## TASK INSTRUCTIONS
How many lines in these records hold the string "SimflowConfig"? State only that number.

## DATASET RECORDS
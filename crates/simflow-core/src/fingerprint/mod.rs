//! Change fingerprints for catalog nodes.
//!
//! A fingerprint is the SHA-256 of the canonical JSON of
//! `{"definition": <filtered document>, "structural": {name: digest}}`. The
//! filter removes the fields a tier declares as irrelevant for invalidation;
//! structural inputs carry digests of external files and upstream
//! definitions the node depends on.
//!
//! The fingerprint is an opaque comparison key. Nothing here decides whether
//! a job reruns.

pub mod canonical;

use std::collections::{BTreeMap, BTreeSet};
use std::fs;
use std::path::Path;

use serde::{Deserialize, Serialize};
use serde_json::{json, Map, Value};

use crate::catalog::ResolvedCatalog;
use crate::config::{FingerprintConfig, SimflowConfig};
use crate::error::Result;
use crate::obs;
use crate::tier::Tier;

pub use canonical::{canonical_json, compute_digest, sha256_hex};

/// Fields excluded for every tier.
pub const BASELINE_EXCLUSIONS: [&str; 3] = ["number_of_jobs", "description", "comment"];

/// Prefix of references into a namespace's snippet tables.
pub const DEFINES_PREFIX: &str = "~defines:";

/// Per-tier exclusion sets. Entries may be dotted paths into nested
/// objects, e.g. `geometry.comment`.
#[derive(Debug, Clone, PartialEq, Eq, Serialize, Deserialize)]
pub struct FingerprintPolicy {
    exclusions: BTreeMap<Tier, BTreeSet<String>>,
}

impl Default for FingerprintPolicy {
    fn default() -> Self {
        let baseline: BTreeSet<String> = BASELINE_EXCLUSIONS.iter().map(|s| s.to_string()).collect();
        Self {
            exclusions: Tier::ALL.iter().map(|t| (*t, baseline.clone())).collect(),
        }
    }
}

impl FingerprintPolicy {
    /// Baseline plus the extra fields configured per tier.
    pub fn from_config(config: &FingerprintConfig) -> Self {
        let mut policy = Self::default();
        for (tier, fields) in &config.exclude {
            policy.exclude(*tier, fields.iter().cloned());
        }
        policy
    }

    pub fn exclude<I>(&mut self, tier: Tier, fields: I)
    where
        I: IntoIterator<Item = String>,
    {
        self.exclusions.entry(tier).or_default().extend(fields);
    }

    pub fn excluded(&self, tier: Tier) -> Vec<&str> {
        self.exclusions
            .get(&tier)
            .into_iter()
            .flatten()
            .map(String::as_str)
            .collect()
    }
}

/// Named digests of the external inputs a node structurally depends on.
#[derive(Debug, Clone, Default, PartialEq, Eq, Serialize, Deserialize)]
#[serde(transparent)]
pub struct StructuralInputs(BTreeMap<String, String>);

impl StructuralInputs {
    pub fn new() -> Self {
        Self::default()
    }

    /// Digests shared by every node: the geometry configuration, when one is
    /// configured.
    pub fn from_config(config: &SimflowConfig) -> Result<Self> {
        let mut inputs = Self::new();
        if let Some(path) = &config.paths.geom_config {
            inputs.insert("geometry", file_digest(path)?);
        }
        Ok(inputs)
    }

    pub fn insert(&mut self, name: impl Into<String>, digest: impl Into<String>) {
        self.0.insert(name.into(), digest.into());
    }

    pub fn with(mut self, name: impl Into<String>, digest: impl Into<String>) -> Self {
        self.insert(name, digest);
        self
    }

    pub fn get(&self, name: &str) -> Option<&str> {
        self.0.get(name).map(String::as_str)
    }

    pub fn iter(&self) -> impl Iterator<Item = (&str, &str)> {
        self.0.iter().map(|(k, v)| (k.as_str(), v.as_str()))
    }
}

/// SHA-256 hex of a file's bytes.
pub fn file_digest(path: impl AsRef<Path>) -> Result<String> {
    Ok(sha256_hex(&fs::read(path.as_ref())?))
}

fn remove_field(map: &mut Map<String, Value>, path: &str) {
    if map.remove(path).is_some() {
        return;
    }
    if let Some((head, rest)) = path.split_once('.') {
        if let Some(Value::Object(inner)) = map.get_mut(head) {
            remove_field(inner, rest);
        }
    }
}

/// Fingerprint of `document` with `excluded` fields removed.
pub fn fingerprint<'e, I>(
    document: &Map<String, Value>,
    excluded: I,
    structural: &StructuralInputs,
) -> Result<String>
where
    I: IntoIterator<Item = &'e str>,
{
    let mut view = document.clone();
    for field in excluded {
        remove_field(&mut view, field);
    }
    compute_digest(&json!({
        "definition": Value::Object(view),
        "structural": serde_json::to_value(structural)?,
    }))
}

/// Computes node fingerprints over one resolved catalog.
#[derive(Debug, Clone)]
pub struct Fingerprinter<'a> {
    catalog: &'a ResolvedCatalog,
    policy: FingerprintPolicy,
    structural: StructuralInputs,
}

impl<'a> Fingerprinter<'a> {
    pub fn new(
        catalog: &'a ResolvedCatalog,
        policy: FingerprintPolicy,
        structural: StructuralInputs,
    ) -> Self {
        Self {
            catalog,
            policy,
            structural,
        }
    }

    /// Policy and shared structural inputs taken from `config`.
    pub fn from_config(catalog: &'a ResolvedCatalog, config: &SimflowConfig) -> Result<Self> {
        Ok(Self::new(
            catalog,
            FingerprintPolicy::from_config(&config.fingerprint),
            StructuralInputs::from_config(config)?,
        ))
    }

    pub fn policy(&self) -> &FingerprintPolicy {
        &self.policy
    }

    /// Fingerprint of node `<tier>.<simid>`.
    ///
    /// Besides the shared inputs, an stp definition with vertices depends on
    /// the fingerprint of its ver definition, and `~defines:` references
    /// depend on the referenced snippet text.
    pub fn node(&self, tier: Tier, simid: &str) -> Result<String> {
        let def = self.catalog.require(tier, simid)?;
        let mut structural = self.structural.clone();

        if let Some(vertices) = &def.vertices {
            structural.insert("vertices", self.node(Tier::Ver, vertices)?);
        }
        if let Some(tables) = self.catalog.tables(tier) {
            for (field, table) in [
                ("generator", &tables.generators),
                ("confinement", &tables.confinement),
            ] {
                let snippet = def
                    .field(field)
                    .and_then(Value::as_str)
                    .and_then(|s| s.strip_prefix(DEFINES_PREFIX))
                    .and_then(|key| table.get(key));
                if let Some(snippet) = snippet {
                    structural.insert(field, sha256_hex(snippet.render().as_bytes()));
                }
            }
        }

        let digest = fingerprint(&def.document, self.policy.excluded(tier), &structural)?;
        obs::emit_fingerprint_computed(tier, simid, &digest);
        Ok(digest)
    }
}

## OUTPUT
3